EXERCISE MATERIALS START
use crate::record::{ChangeKind, Record};
use std::rc::Rc;

/// Gating predicate over (owner, related). Trusted caller code: panics
/// propagate uncaught.
pub type PredicateFn = Rc<dyn Fn(&dyn Record, &dyn Record) -> bool>;

///
/// PredicateSet
///
/// Declaration-surface bundle of optional gating predicates for one
/// propagation edge. Any function left unset defaults to "always true"
/// when the set is compiled into a `ConditionalPredicate`.
///

#[derive(Clone, Default)]
pub struct PredicateSet {
    when: Option<PredicateFn>,
    save: Option<PredicateFn>,
    destroy: Option<PredicateFn>,
}

impl PredicateSet {
    #[must_use]
    pub fn new() -> Self {
        Self::default()
    }

    /// Outer gate, consulted before the change-kind specific predicate.
    #[must_use]
    pub fn when(mut self, f: impl Fn(&dyn Record, &dyn Record) -> bool + 'static) -> Self {
        self.when = Some(Rc::new(f));
        self
    }

    /// Gate applied to save-triggered propagation.
    #[must_use]
    pub fn save(mut self, f: impl Fn(&dyn Record, &dyn Record) -> bool + 'static) -> Self {
        self.save = Some(Rc::new(f));
        self
    }

    /// Gate applied to destroy-triggered propagation.
    #[must_use]
    pub fn destroy(mut self, f: impl Fn(&dyn Record, &dyn Record) -> bool + 'static) -> Self {
        self.destroy = Some(Rc::new(f));
        self
    }
}

///
/// ConditionalPredicate
///
/// Fully-defaulted per-edge gate. Dispatch: `when(owner, related)` first;
/// if it passes, the predicate matching the change kind decides.
///

#[derive(Clone)]
pub struct ConditionalPredicate {
    when: PredicateFn,
    save: PredicateFn,
    destroy: PredicateFn,
}

impl ConditionalPredicate {
    fn always() -> PredicateFn {
        Rc::new(|_, _| true)
    }

    #[must_use]
    pub fn from_set(set: PredicateSet) -> Self {
        Self {
            when: set.when.unwrap_or_else(Self::always),
            save: set.save.unwrap_or_else(Self::always),
            destroy: set.destroy.unwrap_or_else(Self::always),
        }
    }

    #[must_use]
    pub fn allows(&self, owner: &dyn Record, related: &dyn Record, kind: ChangeKind) -> bool {
        if !(self.when)(owner, related) {
            return false;
        }

        match kind {
            ChangeKind::Save => (self.save)(owner, related),
            ChangeKind::Destroy => (self.destroy)(owner, related),
        }
    }
}

impl Default for ConditionalPredicate {
    fn default() -> Self {
        Self::from_set(PredicateSet::default())
    }
}
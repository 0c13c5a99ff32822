use crate::{
    error::ConfigError,
    model::relation::{RelationModel, RelationShape},
    obs::sink::{self, EngineEvent, HaltReason},
    record::{Datastore, Record, RecordHandle},
    value::Value,
};

///
/// OwnerResolution
///
/// Closed dispatch over the supported relationship shapes: given a
/// changed related record, resolve the owner record(s) whose persisted
/// attribute must refresh. Compiled from catalog metadata at
/// configuration time; shapes outside this union are rejected there.
///
/// A missing foreign key, intermediate, or owner row is never an error:
/// the dependent simply cannot be resolved yet, and propagation halts
/// with an observability event.
///

#[derive(Clone, Debug)]
pub(crate) enum OwnerResolution {
    /// `ManyToOne` / `OneToOne`: the related record carries the owner's key.
    ByForeignKey { foreign_key: &'static str },

    /// `ManyToManyThrough`: related -> intermediate -> owner.
    ThroughIntermediate {
        intermediate_path: &'static str,
        intermediate_foreign_key: &'static str,
        owner_foreign_key: &'static str,
    },

    /// `OneToMany` inverse: every owner row carrying the related record's
    /// key refreshes independently.
    FanOut { foreign_key: &'static str },
}

impl OwnerResolution {
    pub(crate) fn compile(
        owner_path: &'static str,
        relation: &'static str,
        model: &RelationModel,
    ) -> Result<Self, ConfigError> {
        match model.shape {
            RelationShape::ManyToOne | RelationShape::OneToOne => Ok(Self::ByForeignKey {
                foreign_key: model.foreign_key,
            }),
            RelationShape::ManyToManyThrough => {
                model.through.map_or(
                    Err(ConfigError::MissingThrough {
                        shape: model.shape,
                        owner_path,
                        relation,
                    }),
                    |through| {
                        Ok(Self::ThroughIntermediate {
                            intermediate_path: through.intermediate_path,
                            intermediate_foreign_key: through.intermediate_foreign_key,
                            owner_foreign_key: through.owner_foreign_key,
                        })
                    },
                )
            }
            RelationShape::OneToMany => Ok(Self::FanOut {
                foreign_key: model.foreign_key,
            }),
            RelationShape::ManyToMany => Err(ConfigError::UnsupportedShape {
                shape: model.shape,
                owner_path,
                relation,
            }),
        }
    }

    /// Resolve the owner record(s) for one propagation event.
    pub(crate) fn resolve(
        &self,
        ds: &dyn Datastore,
        related: &dyn Record,
        owner_path: &'static str,
    ) -> Vec<RecordHandle> {
        match self {
            Self::ByForeignKey { foreign_key } => {
                let Some(owner_key) = present(related.read(foreign_key)) else {
                    halt(owner_path, HaltReason::MissingForeignKey);
                    return Vec::new();
                };
                match ds.find(owner_path, &owner_key) {
                    Some(owner) => vec![owner],
                    None => {
                        halt(owner_path, HaltReason::MissingOwner);
                        Vec::new()
                    }
                }
            }

            Self::ThroughIntermediate {
                intermediate_path,
                intermediate_foreign_key,
                owner_foreign_key,
            } => {
                let Some(intermediate_key) = present(related.read(intermediate_foreign_key))
                else {
                    halt(owner_path, HaltReason::MissingForeignKey);
                    return Vec::new();
                };
                let Some(intermediate) = ds.find(intermediate_path, &intermediate_key) else {
                    halt(owner_path, HaltReason::MissingIntermediate);
                    return Vec::new();
                };

                let owner_key = {
                    let intermediate = intermediate.borrow();
                    present(intermediate.read(owner_foreign_key))
                };
                let Some(owner_key) = owner_key else {
                    halt(owner_path, HaltReason::MissingForeignKey);
                    return Vec::new();
                };
                match ds.find(owner_path, &owner_key) {
                    Some(owner) => vec![owner],
                    None => {
                        halt(owner_path, HaltReason::MissingOwner);
                        Vec::new()
                    }
                }
            }

            Self::FanOut { foreign_key } => {
                ds.find_all_where(owner_path, foreign_key, &related.primary_key())
            }
        }
    }
}

// An absent column and an explicit null both mean "no key".
fn present(value: Option<Value>) -> Option<Value> {
    value.filter(|v| !v.is_null())
}

fn halt(owner_path: &'static str, reason: HaltReason) {
    sink::record(EngineEvent::PropagationHalted { owner_path, reason });
}
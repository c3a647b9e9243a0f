// Copyright (C) 2025 SyncMyOrders Sp. z o.o.
// SPDX-License-Identifier: AGPL-3.0-or-later
//! Collaborator contracts consumed by the streaming core.
//!
//! Auth, connectivity and application lifecycle live elsewhere in the
//! client; this module defines the narrow traits the streaming layer
//! consults. The composition root passes implementations in explicitly -
//! there are no ambient singletons.

use std::sync::atomic::{AtomicU64, Ordering};

/// Authentication state, consulted per failure to decide whether retrying
/// a stream is worthwhile.
pub trait AuthGuard: Send + Sync {
    /// Whether the client currently holds a valid session.
    fn is_authenticated(&self) -> bool;
}

/// Global connectivity state and loss reporting.
pub trait OfflineBroadcast: Send + Sync {
    /// Whether the client currently considers itself offline.
    fn is_offline(&self) -> bool;

    /// Report that connectivity to the given endpoint was lost.
    fn went_offline(&self, reason: &str);
}

/// Application lifecycle and connectivity signals, delivered over a
/// `tokio::sync::broadcast` channel to the communication manager.
#[derive(Debug, Clone, Copy, PartialEq, Eq)]
pub enum LifecycleEvent {
    /// The application finished booting.
    Booted,
    /// The application is shutting down.
    Shutdown,
    /// Global connectivity was lost.
    WentOffline,
    /// Global connectivity came back.
    CameOnline,
}

/// Source of stream ids.
pub trait StreamIdProvider: Send + Sync {
    /// Produce the next id.
    fn next_id(&self) -> u64;
}

/// Monotonic id provider; deterministic, so tests can assert on ids.
#[derive(Debug, Default)]
pub struct MonotonicIds {
    next: AtomicU64,
}

impl MonotonicIds {
    /// Create a provider counting from 1.
    #[must_use]
    pub fn new() -> Self {
        Self::default()
    }
}

impl StreamIdProvider for MonotonicIds {
    fn next_id(&self) -> u64 {
        self.next.fetch_add(1, Ordering::Relaxed) + 1
    }
}

#[cfg(test)]
mod tests {
    use super::*;

    #[test]
    fn test_monotonic_ids() {
        let ids = MonotonicIds::new();
        assert_eq!(ids.next_id(), 1);
        assert_eq!(ids.next_id(), 2);
        assert_eq!(ids.next_id(), 3);
    }
}
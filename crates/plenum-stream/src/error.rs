// Copyright (C) 2025 SyncMyOrders Sp. z o.o.
// SPDX-License-Identifier: AGPL-3.0-or-later
//! Error model for streaming connections.
//!
//! Distinguishes application-level errors sent by the server inside the
//! stream body ([`CommunicationError`]) from transport-level failures
//! ([`StreamError`]). Every failure episode that reaches a caller is
//! packaged as an [`ErrorDescription`].

use std::fmt;

use serde::Deserialize;
use serde_json::Value;
use thiserror::Error;

/// Error kind used when a record is not valid JSON.
pub const KIND_INVALID_MESSAGE: &str = "Invalid message";

/// Error kind used when no server-supplied category is available.
pub const KIND_UNKNOWN_ERROR: &str = "Unknown Error";

/// A structured error emitted by the server within the stream body.
///
/// Wire shape is `{ "type": string, "msg": string }`, optionally wrapped as
/// `{ "error": { "type": string, "msg": string } }`. Immutable once built.
#[derive(Debug, Clone, PartialEq, Eq, Deserialize)]
pub struct CommunicationError {
    /// Server-supplied category, or a synthesized kind for local failures.
    #[serde(rename = "type")]
    pub kind: String,
    /// Human-readable error message.
    #[serde(rename = "msg")]
    pub message: String,
}

impl CommunicationError {
    /// Create a new communication error.
    pub fn new(kind: impl Into<String>, message: impl Into<String>) -> Self {
        Self {
            kind: kind.into(),
            message: message.into(),
        }
    }

    /// Synthesize an error for a record that failed to parse as JSON.
    pub fn invalid_message(message: impl Into<String>) -> Self {
        Self::new(KIND_INVALID_MESSAGE, message)
    }

    /// Synthesize an error with no server-supplied category.
    pub fn unknown(message: impl Into<String>) -> Self {
        Self::new(KIND_UNKNOWN_ERROR, message)
    }

    /// Extract a communication error from a decoded JSON record.
    ///
    /// Accepts both the bare `{type, msg}` shape and the `{error: {...}}`
    /// wrapper. Returns `None` if the record matches neither.
    pub fn from_wire(value: &Value) -> Option<Self> {
        #[derive(Deserialize)]
        struct Wrapped {
            error: CommunicationError,
        }

        if let Ok(err) = serde_json::from_value::<CommunicationError>(value.clone()) {
            return Some(err);
        }
        serde_json::from_value::<Wrapped>(value.clone())
            .ok()
            .map(|w| w.error)
    }
}

impl fmt::Display for CommunicationError {
    fn fmt(&self, f: &mut fmt::Formatter<'_>) -> fmt::Result {
        write!(f, "{}: {}", self.kind, self.message)
    }
}

/// Coarse failure classification derived from the last seen HTTP status.
#[derive(Debug, Clone, Copy, PartialEq, Eq)]
pub enum ErrorClassification {
    /// HTTP 4xx.
    Client,
    /// HTTP 5xx or a network-level failure.
    Server,
    /// No status code available.
    Unknown,
}

impl ErrorClassification {
    /// Classify from an optional HTTP status code.
    #[must_use]
    pub fn from_status(status: Option<u16>) -> Self {
        match status {
            Some(s) if (400..500).contains(&s) => Self::Client,
            Some(s) if s >= 500 => Self::Server,
            _ => Self::Unknown,
        }
    }
}

impl fmt::Display for ErrorClassification {
    fn fmt(&self, f: &mut fmt::Formatter<'_>) -> fmt::Result {
        let name = match self {
            Self::Client => "client",
            Self::Server => "server",
            Self::Unknown => "unknown",
        };
        f.write_str(name)
    }
}

/// One failure episode, as delivered to a stream's error handler.
#[derive(Debug, Clone, PartialEq, Eq)]
pub struct ErrorDescription {
    /// Classification derived from the last seen HTTP status.
    pub classification: ErrorClassification,
    /// The underlying error.
    pub error: CommunicationError,
    /// Human-readable cause, e.g. "reported by server".
    pub reason: String,
}

impl ErrorDescription {
    /// Create a new error description.
    pub fn new(
        classification: ErrorClassification,
        error: CommunicationError,
        reason: impl Into<String>,
    ) -> Self {
        Self {
            classification,
            error,
            reason: reason.into(),
        }
    }
}

impl fmt::Display for ErrorDescription {
    fn fmt(&self, f: &mut fmt::Formatter<'_>) -> fmt::Result {
        write!(
            f,
            "{} ({}, {})",
            self.error, self.classification, self.reason
        )
    }
}

/// Transport and lifecycle errors.
#[derive(Debug, Error)]
pub enum StreamError {
    /// The underlying request could not be established.
    #[error("connection failed: {0}")]
    ConnectionFailed(String),

    /// Response body was not valid UTF-8.
    #[error("stream body was not valid UTF-8")]
    InvalidEncoding,

    /// Reconnect ceiling reached.
    #[error("reconnect limit exceeded after {attempts} attempts")]
    ReconnectLimitExceeded {
        /// Number of reconnect attempts made.
        attempts: u32,
    },

    /// HTTP client error.
    #[error("HTTP client error: {0}")]
    Reqwest(#[from] reqwest::Error),
}

/// Type alias for wire-level results.
pub type Result<T> = std::result::Result<T, StreamError>;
EXERCISE MATERIALS END
◆ ACTIVITY: Wherever the word "episode" appears in the data, return the whole line.

◆ SOLUTION FOR THIS TASK:
//! ([`StreamError`]). Every failure episode that reaches a caller is
/// One failure episode, as delivered to a stream's error handler.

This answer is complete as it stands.